Relieve Suffering
I had a good day yesterday. I had a productive writing session and I met a friend for dinner in our favorite restaurant. When she and I hugged good-bye, I was happy. I felt satisfied. I felt like my life was a good place to be – until I got about half way home and I could feel my mind pulling me down. I was in the process of editing a book. What if I did a bad job and the author didn’t like it? I had ordered some new clothes from Amazon. What if I had gained weight and they didn’t fit?
The closer I got to home, the worse it became until I was as unhappy as I had been happy a short time ago. I walked into the house and checked my phone. A politician I had never heard of had sent me a text designed to scare me into donating money to her. If she lost, she said, I would be in grave danger. She alone could make me safe in an unsafe world. No one else could do the job.
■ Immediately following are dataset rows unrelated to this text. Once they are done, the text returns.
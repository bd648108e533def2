//! In-memory picture used by the encoder and the distortion metrics.
//!
//! A [`Picture`] holds exactly one representation: planar YUV 4:2:0 with an
//! optional alpha plane, or packed ARGB. Conversions produce a new picture;
//! the source is left untouched.

use alloc::borrow::Cow;
use alloc::vec;
use alloc::vec::Vec;

use crate::error::buffer_len;
use crate::pipeline::convert::{self, GammaTables};
use crate::pixel::{PixelData, PixelLayout};
use crate::probe::MAX_DIMENSION;
use crate::CodecError;

/// Planar YUV 4:2:0 buffers.
#[derive(Debug, Clone, PartialEq, Eq)]
pub struct YuvaPlanes {
    /// Luma, `width` bytes per row.
    pub y: Vec<u8>,
    /// Blue-difference chroma, `(width + 1) / 2` bytes per row.
    pub u: Vec<u8>,
    /// Red-difference chroma, same geometry as `u`.
    pub v: Vec<u8>,
    /// Alpha at full resolution, present when the source had an alpha channel.
    pub a: Option<Vec<u8>>,
}

/// The active representation of a [`Picture`].
#[derive(Debug, Clone, PartialEq, Eq)]
pub enum PictureData {
    Yuva(YuvaPlanes),
    /// `0xAARRGGBB` per pixel, `width` pixels per row.
    Argb(Vec<u32>),
}

/// Pixel storage for encode and measure calls.
#[derive(Debug, Clone, PartialEq, Eq)]
pub struct Picture {
    width: u32,
    height: u32,
    data: PictureData,
}

#[inline]
pub(crate) fn pack_argb([r, g, b, a]: [u8; 4]) -> u32 {
    u32::from_be_bytes([a, r, g, b])
}

#[inline]
pub(crate) fn unpack_argb(argb: u32) -> [u8; 4] {
    let [a, r, g, b] = argb.to_be_bytes();
    [r, g, b, a]
}

/// Reject empty or oversized dimensions.
pub(crate) fn check_dimensions(width: u32, height: u32) -> Result<(), CodecError> {
    if width == 0 || height == 0 {
        return Err(CodecError::EmptySource { width, height });
    }
    if width > MAX_DIMENSION || height > MAX_DIMENSION {
        return Err(CodecError::DimensionTooLarge {
            width,
            height,
            max: MAX_DIMENSION,
        });
    }
    Ok(())
}

/// Validated view over caller pixels.
pub(crate) struct SourceImage<'a> {
    pixels: &'a [u8],
    layout: PixelLayout,
    width: usize,
    height: usize,
    stride: usize,
}

impl<'a> SourceImage<'a> {
    /// `stride` of `None` means tightly packed rows.
    pub(crate) fn new(
        pixels: &'a [u8],
        layout: PixelLayout,
        width: u32,
        height: u32,
        stride: Option<usize>,
    ) -> Result<Self, CodecError> {
        check_dimensions(width, height)?;
        let row = buffer_len(width, 1, layout.channels())?;
        let stride = stride.unwrap_or(row);
        if stride < row {
            return Err(CodecError::InvalidInput(alloc::format!(
                "stride {stride} is smaller than a {row}-byte row"
            )));
        }
        let needed = stride
            .checked_mul(height as usize - 1)
            .and_then(|n| n.checked_add(row))
            .ok_or(CodecError::PlatformUnsupported(
                "image size exceeds the address space",
            ))?;
        if pixels.len() < needed {
            return Err(CodecError::InvalidInput(alloc::format!(
                "pixel buffer holds {} bytes, {needed} required",
                pixels.len()
            )));
        }
        Ok(Self {
            pixels,
            layout,
            width: width as usize,
            height: height as usize,
            stride,
        })
    }

    /// Whether the layout carries alpha and any pixel is not fully opaque.
    pub(crate) fn has_transparency(&self) -> bool {
        if !self.layout.has_alpha() {
            return false;
        }
        (0..self.height).any(|y| (0..self.width).any(|x| self.rgba(x, y)[3] != 0xff))
    }

    #[inline]
    fn rgba(&self, x: usize, y: usize) -> [u8; 4] {
        let ch = self.layout.channels();
        let at = y * self.stride + x * ch;
        self.layout.read_rgba(&self.pixels[at..at + ch])
    }
}

impl Picture {
    /// Import interleaved pixels.
    ///
    /// `use_argb` selects the packed ARGB representation; otherwise the
    /// pixels are converted to YUV 4:2:0. `stride` is the distance between
    /// rows in bytes; `None` means tightly packed.
    pub fn from_pixels(
        pixels: &[u8],
        layout: PixelLayout,
        width: u32,
        height: u32,
        stride: Option<usize>,
        use_argb: bool,
    ) -> Result<Self, CodecError> {
        let source = SourceImage::new(pixels, layout, width, height, stride)?;
        Ok(Self::import(&source, use_argb, false))
    }

    /// Import a decoded image as packed ARGB.
    pub fn from_decoded(pixels: &PixelData) -> Self {
        let layout = pixels.layout();
        let argb = pixels
            .as_bytes()
            .chunks_exact(layout.channels())
            .map(|px| pack_argb(layout.read_rgba(px)))
            .collect();
        Self {
            width: pixels.width(),
            height: pixels.height(),
            data: PictureData::Argb(argb),
        }
    }

    pub(crate) fn import(source: &SourceImage<'_>, use_argb: bool, sharp_yuv: bool) -> Self {
        let (w, h) = (source.width, source.height);
        let data = if use_argb {
            let mut argb = Vec::with_capacity(w * h);
            for y in 0..h {
                argb.extend((0..w).map(|x| pack_argb(source.rgba(x, y))));
            }
            PictureData::Argb(argb)
        } else {
            PictureData::Yuva(rgba_to_yuva(
                w,
                h,
                source.layout.has_alpha(),
                sharp_yuv,
                |x, y| source.rgba(x, y),
            ))
        };
        log::trace!("imported {w}x{h} picture, argb={use_argb} sharp_yuv={sharp_yuv}");
        Self {
            width: w as u32,
            height: h as u32,
            data,
        }
    }

    pub(crate) fn from_argb(width: u32, height: u32, argb: Vec<u32>) -> Self {
        Self {
            width,
            height,
            data: PictureData::Argb(argb),
        }
    }

    pub(crate) fn from_yuva(width: u32, height: u32, planes: YuvaPlanes) -> Self {
        Self {
            width,
            height,
            data: PictureData::Yuva(planes),
        }
    }

    pub fn width(&self) -> u32 {
        self.width
    }

    pub fn height(&self) -> u32 {
        self.height
    }

    pub fn data(&self) -> &PictureData {
        &self.data
    }

    pub fn is_argb(&self) -> bool {
        matches!(self.data, PictureData::Argb(_))
    }

    /// Whether any pixel is not fully opaque.
    pub fn has_transparency(&self) -> bool {
        match &self.data {
            PictureData::Argb(argb) => argb.iter().any(|&p| p >> 24 != 0xff),
            PictureData::Yuva(planes) => planes
                .a
                .as_ref()
                .is_some_and(|a| a.iter().any(|&v| v != 0xff)),
        }
    }

    /// Chroma plane width for this picture.
    pub fn uv_width(&self) -> usize {
        (self.width as usize).div_ceil(2)
    }

    /// Chroma plane height for this picture.
    pub fn uv_height(&self) -> usize {
        (self.height as usize).div_ceil(2)
    }

    /// Convert to the ARGB representation (fancy chroma upsampling).
    pub fn to_argb(&self) -> Picture {
        Picture {
            width: self.width,
            height: self.height,
            data: PictureData::Argb(self.argb_pixels().into_owned()),
        }
    }

    /// Convert to the YUV 4:2:0 representation.
    pub fn to_yuva(&self) -> Picture {
        Picture {
            width: self.width,
            height: self.height,
            data: PictureData::Yuva(self.yuva_planes().into_owned()),
        }
    }

    /// YUV planes, converting when the picture is ARGB.
    pub(crate) fn yuva_planes(&self) -> Cow<'_, YuvaPlanes> {
        match &self.data {
            PictureData::Yuva(planes) => Cow::Borrowed(planes),
            PictureData::Argb(argb) => {
                let w = self.width as usize;
                Cow::Owned(rgba_to_yuva(w, self.height as usize, true, false, |x, y| {
                    unpack_argb(argb[y * w + x])
                }))
            }
        }
    }

    /// ARGB pixels, converting when the picture is YUV.
    pub(crate) fn argb_pixels(&self) -> Cow<'_, [u32]> {
        let planes = match &self.data {
            PictureData::Argb(argb) => return Cow::Borrowed(argb),
            PictureData::Yuva(planes) => planes,
        };
        let (w, h) = (self.width as usize, self.height as usize);
        let (uv_w, uv_h) = (self.uv_width(), self.uv_height());
        let mut argb = Vec::with_capacity(w * h);
        for y in 0..h {
            for x in 0..w {
                let u = convert::sample_chroma(&planes.u, uv_w, uv_h, x, y, true);
                let v = convert::sample_chroma(&planes.v, uv_w, uv_h, x, y, true);
                let [r, g, b] = convert::yuv_to_rgb(planes.y[y * w + x], u, v);
                let a = planes.a.as_ref().map_or(0xff, |a| a[y * w + x]);
                argb.push(pack_argb([r, g, b, a]));
            }
        }
        Cow::Owned(argb)
    }

    /// Full-resolution Y, U, V and alpha planes for metrics.
    ///
    /// YUV pictures keep their subsampled chroma; ARGB pictures are
    /// converted per pixel.
    pub(crate) fn metric_planes(&self) -> [(Vec<u8>, usize, usize); 4] {
        let (w, h) = (self.width as usize, self.height as usize);
        match &self.data {
            PictureData::Yuva(planes) => [
                (planes.y.clone(), w, h),
                (planes.u.clone(), self.uv_width(), self.uv_height()),
                (planes.v.clone(), self.uv_width(), self.uv_height()),
                (planes.a.clone().unwrap_or_else(|| vec![0xff; w * h]), w, h),
            ],
            PictureData::Argb(argb) => {
                let mut y = Vec::with_capacity(w * h);
                let mut u = Vec::with_capacity(w * h);
                let mut v = Vec::with_capacity(w * h);
                let mut a = Vec::with_capacity(w * h);
                for &p in argb {
                    let [r, g, b, alpha] = unpack_argb(p);
                    y.push(convert::rgb_to_y(r, g, b));
                    let (cu, cv) =
                        convert::rgb_sum_to_uv(u32::from(r), u32::from(g), u32::from(b), 1);
                    u.push(cu);
                    v.push(cv);
                    a.push(alpha);
                }
                [(y, w, h), (u, w, h), (v, w, h), (a, w, h)]
            }
        }
    }
}

/// RGBA source to YUV 4:2:0, averaging each 2x2 block for chroma.
fn rgba_to_yuva(
    w: usize,
    h: usize,
    keep_alpha: bool,
    sharp: bool,
    rgba: impl Fn(usize, usize) -> [u8; 4],
) -> YuvaPlanes {
    let uv_w = w.div_ceil(2);
    let uv_h = h.div_ceil(2);
    let mut y_plane = vec![0u8; w * h];
    let mut a_plane = keep_alpha.then(|| vec![0xffu8; w * h]);
    for y in 0..h {
        for x in 0..w {
            let [r, g, b, a] = rgba(x, y);
            y_plane[y * w + x] = convert::rgb_to_y(r, g, b);
            if let Some(plane) = a_plane.as_mut() {
                plane[y * w + x] = a;
            }
        }
    }

    let tables = sharp.then(GammaTables::new);
    let mut u_plane = vec![0u8; uv_w * uv_h];
    let mut v_plane = vec![0u8; uv_w * uv_h];
    for cy in 0..uv_h {
        for cx in 0..uv_w {
            let (mut sr, mut sg, mut sb, mut n) = (0u32, 0u32, 0u32, 0u32);
            for y in (2 * cy)..(2 * cy + 2).min(h) {
                for x in (2 * cx)..(2 * cx + 2).min(w) {
                    let [r, g, b, _] = rgba(x, y);
                    match &tables {
                        Some(t) => {
                            sr += t.linear(r);
                            sg += t.linear(g);
                            sb += t.linear(b);
                        }
                        None => {
                            sr += u32::from(r);
                            sg += u32::from(g);
                            sb += u32::from(b);
                        }
                    }
                    n += 1;
                }
            }
            let (u, v) = match &tables {
                Some(t) => convert::rgb_sum_to_uv(
                    t.gamma_average(sr, n),
                    t.gamma_average(sg, n),
                    t.gamma_average(sb, n),
                    1,
                ),
                None => convert::rgb_sum_to_uv(sr, sg, sb, n),
            };
            u_plane[cy * uv_w + cx] = u;
            v_plane[cy * uv_w + cx] = v;
        }
    }

    YuvaPlanes {
        y: y_plane,
        u: u_plane,
        v: v_plane,
        a: a_plane,
    }
}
I deleted the text and sat there feeling frightened and insecure. Nothing on the outside had changed since I had dinner. What was true an hour ago was still true. But on the inside, I had taken a dive and I was suffering because of what I was telling myself.
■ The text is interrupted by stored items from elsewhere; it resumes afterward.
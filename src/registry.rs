//! Runtime capability set for encode families.

/// Encode families represented as bitflags.
#[derive(Clone, Copy, Debug, PartialEq, Eq)]
struct FeatureSet(u8);

impl FeatureSet {
    const EMPTY: Self = FeatureSet(0);
    const LOSSY: u8 = 1 << 0;
    const LOSSLESS: u8 = 1 << 1;
    const NEAR_LOSSLESS: u8 = 1 << 2;
    const ALPHA: u8 = 1 << 3;
    const THREADS: u8 = 1 << 4;

    #[allow(unused_mut)]
    fn all_compiled() -> Self {
        let mut bits = Self::LOSSY | Self::LOSSLESS | Self::NEAR_LOSSLESS | Self::ALPHA;

        #[cfg(feature = "threads")]
        {
            bits |= Self::THREADS;
        }

        FeatureSet(bits)
    }

    fn bit(feature: Feature) -> u8 {
        match feature {
            Feature::Lossy => Self::LOSSY,
            Feature::Lossless => Self::LOSSLESS,
            Feature::NearLossless => Self::NEAR_LOSSLESS,
            Feature::Alpha => Self::ALPHA,
            Feature::Threads => Self::THREADS,
        }
    }

    fn contains(self, feature: Feature) -> bool {
        (self.0 & Self::bit(feature)) != 0
    }

    fn insert(&mut self, feature: Feature) {
        self.0 |= Self::bit(feature);
    }

    fn remove(&mut self, feature: Feature) {
        self.0 &= !Self::bit(feature);
    }
}

/// One encode family or runtime facility.
#[derive(Clone, Copy, Debug, PartialEq, Eq)]
#[non_exhaustive]
pub enum Feature {
    /// `VP8 ` payloads.
    Lossy,
    /// `VP8L` payloads.
    Lossless,
    /// Near-lossless preprocessing for `VP8L`.
    NearLossless,
    /// `ALPH` chunks next to lossy payloads.
    Alpha,
    /// Worker threads for row-parallel coding.
    Threads,
}

impl Feature {
    const ALL: [Feature; 5] = [
        Feature::Lossy,
        Feature::Lossless,
        Feature::NearLossless,
        Feature::Alpha,
        Feature::Threads,
    ];

    pub(crate) fn name(self) -> &'static str {
        match self {
            Feature::Lossy => "lossy encoding",
            Feature::Lossless => "lossless encoding",
            Feature::NearLossless => "near-lossless encoding",
            Feature::Alpha => "lossy alpha encoding",
            Feature::Threads => "worker threads",
        }
    }
}

/// What this build can do, plus the crate version.
///
/// Compile-time features decide what is *available*; a `Capabilities`
/// value decides what is *enabled* for the requests it is passed to.
/// There is no process-wide instance: build one with
/// [`Capabilities::detect`] and hand it to
/// [`EncodeRequest::with_capabilities`](crate::EncodeRequest::with_capabilities).
#[derive(Clone, Debug, PartialEq, Eq)]
pub struct Capabilities {
    enabled: FeatureSet,
    version: (u32, u32, u32),
}

impl Capabilities {
    /// Everything compiled into this build, enabled.
    pub fn detect() -> Self {
        Self {
            enabled: FeatureSet::all_compiled(),
            version: crate::version(),
        }
    }

    /// Nothing enabled; caller must opt in.
    pub fn none() -> Self {
        Self {
            enabled: FeatureSet::EMPTY,
            version: crate::version(),
        }
    }

    /// Enable or disable a feature. Enabling a feature that is not compiled
    /// in has no effect.
    pub fn with(mut self, feature: Feature, enabled: bool) -> Self {
        if enabled && FeatureSet::all_compiled().contains(feature) {
            self.enabled.insert(feature);
        } else {
            self.enabled.remove(feature);
        }
        self
    }

    /// Disable a feature.
    pub fn without(self, feature: Feature) -> Self {
        self.with(feature, false)
    }

    /// Is this feature compiled in AND enabled?
    pub fn supports(&self, feature: Feature) -> bool {
        self.enabled.contains(feature)
    }

    /// Enabled features.
    pub fn features(&self) -> impl Iterator<Item = Feature> + '_ {
        Feature::ALL.into_iter().filter(|&f| self.supports(f))
    }

    /// `(major, minor, patch)` of this crate.
    pub fn version(&self) -> (u32, u32, u32) {
        self.version
    }

    /// Fail with [`CodecError::UnsupportedFeature`](crate::CodecError::UnsupportedFeature)
    /// when `feature` is disabled.
    pub(crate) fn require(&self, feature: Feature) -> Result<(), crate::CodecError> {
        if self.supports(feature) {
            Ok(())
        } else {
            Err(crate::CodecError::UnsupportedFeature(feature.name()))
        }
    }
}

impl Default for Capabilities {
    fn default() -> Self {
        Self::detect()
    }
}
I attended a lecture by the late spiritual leader, Baba Ram Dass some years ago. This is the gist of one of the stories he told:
I checked the stock market yesterday and all my numbers were up. I felt wealthy and clever for investing so wisely. I deserved a reward. I loved a particular kind of muffin they sold at a bakery near my house. It was expensive for a muffin but why not get one? Or two? I had plenty of money.
I walked to the bakery feeling happy. I could already taste the treat I was about to give myself. When I stepped inside, the aroma of freshly baked bread filled the air. I headed to the counter but just before I got there, I saw a stack of newspapers to my left. The headline said, “Stock Market Crash.”
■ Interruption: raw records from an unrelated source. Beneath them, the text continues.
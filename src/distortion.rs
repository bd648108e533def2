//! Picture distortion metrics.
//!
//! Scores are reported per plane in the order Y, U, V, alpha, then all
//! planes together. Every metric is expressed in dB so that higher means
//! more similar; identical planes score 99.

use crate::picture::Picture;
use crate::CodecError;

/// Score for identical planes.
const MAX_DB: f64 = 99.0;
/// Neighborhood radius for SSIM windows and LSIM search (7x7).
const RADIUS: usize = 3;
const SSIM_C1: f64 = (0.01 * 255.0) * (0.01 * 255.0);
const SSIM_C2: f64 = (0.03 * 255.0) * (0.03 * 255.0);

/// Distortion metric for [`measure`].
#[derive(Debug, Clone, Copy, PartialEq, Eq, Default)]
#[non_exhaustive]
pub enum Metric {
    /// Peak signal-to-noise ratio.
    #[default]
    Psnr,
    /// Mean structural similarity over 7x7 windows.
    Ssim,
    /// Local similarity: each pixel matched against the closest value in
    /// its 7x7 neighborhood of the reference.
    Lsim,
}

/// Accumulated score for one plane.
#[derive(Debug, Clone, Copy, Default)]
struct PlaneScore {
    /// Squared error (PSNR, LSIM) or summed SSIM (SSIM).
    value: f64,
    samples: u64,
}

impl PlaneScore {
    fn add(&mut self, other: PlaneScore) {
        self.value += other.value;
        self.samples += other.samples;
    }

    fn db(self, metric: Metric) -> f32 {
        let db = match metric {
            Metric::Psnr | Metric::Lsim => sse_to_psnr(self.value, self.samples),
            Metric::Ssim => ssim_to_db(self.value / self.samples.max(1) as f64),
        };
        db as f32
    }
}

fn sse_to_psnr(sse: f64, samples: u64) -> f64 {
    if sse <= 0.0 {
        return MAX_DB;
    }
    let peak = 255.0 * 255.0 * samples as f64;
    (10.0 * libm::log10(peak / sse)).min(MAX_DB)
}

fn ssim_to_db(ssim: f64) -> f64 {
    if ssim >= 1.0 {
        return MAX_DB;
    }
    (-10.0 * libm::log10(1.0 - ssim)).min(MAX_DB)
}

/// Compare `source` against `reference`.
///
/// Two YUV pictures are compared plane by plane at their native
/// resolution; otherwise both are converted to ARGB and compared as
/// full-resolution YUVA. Neither picture is modified.
pub fn measure(source: &Picture, reference: &Picture, metric: Metric) -> Result<[f32; 5], CodecError> {
    if (source.width(), source.height()) != (reference.width(), reference.height()) {
        return Err(CodecError::DimensionMismatch {
            first_width: source.width(),
            first_height: source.height(),
            second_width: reference.width(),
            second_height: reference.height(),
        });
    }
    let (a, b) = if source.is_argb() || reference.is_argb() {
        (source.to_argb().metric_planes(), reference.to_argb().metric_planes())
    } else {
        (source.metric_planes(), reference.metric_planes())
    };

    let mut out = [0f32; 5];
    let mut all = PlaneScore::default();
    for (i, ((pa, w, h), (pb, _, _))) in a.iter().zip(&b).enumerate() {
        let score = match metric {
            Metric::Psnr => sse(pa, pb),
            Metric::Ssim => ssim(pa, pb, *w, *h),
            Metric::Lsim => lsim(pa, pb, *w, *h),
        };
        out[i] = score.db(metric);
        all.add(score);
    }
    out[4] = all.db(metric);
    log::trace!("{metric:?} {}x{}: {out:?}", source.width(), source.height());
    Ok(out)
}

fn sse(a: &[u8], b: &[u8]) -> PlaneScore {
    let value = a
        .iter()
        .zip(b)
        .map(|(&x, &y)| {
            let d = i64::from(x) - i64::from(y);
            (d * d) as f64
        })
        .sum();
    PlaneScore {
        value,
        samples: a.len() as u64,
    }
}

/// Index range of the window around `c`, clipped to `0..len`.
#[inline]
fn window(c: usize, len: usize) -> core::ops::Range<usize> {
    c.saturating_sub(RADIUS)..(c + RADIUS + 1).min(len)
}

fn ssim(a: &[u8], b: &[u8], w: usize, h: usize) -> PlaneScore {
    let mut value = 0.0;
    for y in 0..h {
        for x in 0..w {
            let (mut sa, mut sb, mut saa, mut sbb, mut sab, mut n) = (0u64, 0u64, 0u64, 0u64, 0u64, 0u64);
            for wy in window(y, h) {
                for wx in window(x, w) {
                    let (va, vb) = (u64::from(a[wy * w + wx]), u64::from(b[wy * w + wx]));
                    sa += va;
                    sb += vb;
                    saa += va * va;
                    sbb += vb * vb;
                    sab += va * vb;
                    n += 1;
                }
            }
            let n = n as f64;
            let (ma, mb) = (sa as f64 / n, sb as f64 / n);
            let va = saa as f64 / n - ma * ma;
            let vb = sbb as f64 / n - mb * mb;
            let cov = sab as f64 / n - ma * mb;
            let num = (2.0 * ma * mb + SSIM_C1) * (2.0 * cov + SSIM_C2);
            let den = (ma * ma + mb * mb + SSIM_C1) * (va + vb + SSIM_C2);
            value += num / den;
        }
    }
    PlaneScore {
        value,
        samples: (w * h) as u64,
    }
}

fn lsim(src: &[u8], reference: &[u8], w: usize, h: usize) -> PlaneScore {
    let mut value = 0.0;
    for y in 0..h {
        for x in 0..w {
            let v = i32::from(src[y * w + x]);
            let mut best = i32::MAX;
            for wy in window(y, h) {
                for wx in window(x, w) {
                    let d = v - i32::from(reference[wy * w + wx]);
                    best = best.min(d * d);
                }
            }
            value += f64::from(best);
        }
    }
    PlaneScore {
        value,
        samples: (w * h) as u64,
    }
}

#[cfg(test)]
mod tests {
    use super::*;
    use crate::pixel::PixelLayout;
    use alloc::vec::Vec;

    fn picture(w: u32, h: u32, seed: u8, use_argb: bool) -> Picture {
        let px: Vec<u8> = (0..w * h * 4)
            .map(|i| (i as u8).wrapping_mul(31).wrapping_add(seed))
            .collect();
        Picture::from_pixels(&px, PixelLayout::Rgba8, w, h, None, use_argb).unwrap()
    }

    #[test]
    fn identical_pictures_score_99() {
        for use_argb in [true, false] {
            let p = picture(9, 6, 0, use_argb);
            for metric in [Metric::Psnr, Metric::Ssim, Metric::Lsim] {
                assert_eq!(measure(&p, &p, metric).unwrap(), [99.0; 5], "{metric:?}");
            }
        }
    }

    #[test]
    fn dimension_mismatch() {
        let err = measure(&picture(4, 4, 0, true), &picture(4, 5, 0, true), Metric::Psnr)
            .unwrap_err();
        assert!(matches!(
            err,
            CodecError::DimensionMismatch {
                first_height: 4,
                second_height: 5,
                ..
            }
        ));
    }

    #[test]
    fn psnr_of_full_scale_error_is_zero() {
        assert_eq!(sse_to_psnr(255.0 * 255.0, 1), 0.0);
        assert_eq!(sse_to_psnr(0.0, 10), 99.0);
    }

    #[test]
    fn different_pictures_score_lower() {
        let a = picture(8, 8, 0, true);
        let b = picture(8, 8, 40, true);
        let psnr = measure(&a, &b, Metric::Psnr).unwrap();
        assert!(psnr.iter().all(|&db| db < 99.0));
        let ssim = measure(&a, &b, Metric::Ssim).unwrap();
        assert!(ssim[0] < 99.0);
    }

    #[test]
    fn lsim_forgives_small_shifts() {
        let row: Vec<u8> = (0..16).map(|x| (x * 16) as u8).collect();
        let shifted: Vec<u8> = (0..16).map(|x| (((x + 1) % 16) * 16) as u8).collect();
        let plain = sse(&row, &shifted);
        let local = lsim(&row, &shifted, 16, 1);
        assert!(local.value < plain.value);
    }

    #[test]
    fn inputs_are_untouched() {
        let a = picture(5, 5, 1, false);
        let b = picture(5, 5, 9, true);
        let (a0, b0) = (a.clone(), b.clone());
        measure(&a, &b, Metric::Lsim).unwrap();
        assert_eq!((a, b), (a0, b0));
    }
}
My stomach sunk. I was a loser. How could I have invested in something so risky? I didn’t deserve a reward. I left the bakery without the muffins. I felt deflated and depressed.
Ram Dass had told himself stories that were both good and bad and neither was true. Someone asked him, “Is this Armageddon and everything is about to end or is this the Age of Aquarius and everything is beginning?”
“I don’t know and I don’t need to know,” he said. “Whichever it is, my work is the same.
Quiet my mind.
Open my heart.
Relive suffering wherever I can. That includes relieving it in myself.”
If you choose to do the hard work of allowing yourself to stay awake to what’s really going on without trying to push it away, your suffering will ease up. You don’t have to change yourself or anyone else. You can’t. You just need to stay present with it and it will change. That’s the only thing we can be sure of – everything changes whether we want it to or not.
In the Harry Potter books, there is a prison called Azkaban. There are no bars or locked doors. They don’t need them. Wraith-like creatures called Dementors float above the prison, emitting darkness that causes the prisoners so much depression and despair, they are rendered incapable of finding a way out.
If you spend your time trying to fix yourself and trying to change the things you can’t change, your suffering will escalate until you’re a miserable puddle of pain and sorrow. This is what our negative thoughts do to us.
Of the four Noble truths that make up the core of Buddhism, the first is:
There is suffering in the world.
While we can’t change the fact that suffering exists, we can change our reaction to it. If we decide not to feel pain, we’ve also decided not to feel joy. Not to feel anything. Instead, we can give ourselves permission to feel what’s right here, right now. The truth won’t kill us. We don’t need to try and fix what’s broken. That isn’t possible. But we can find a way to relax into what is, and allow life to take its course.
The only way out is in. When we stop feeling superior or inferior, when we actually feel curious about how we are without trying to change ourselves, we have a chance to suffer less. That’s the real reward we can give ourselves. That is the path to inner peace.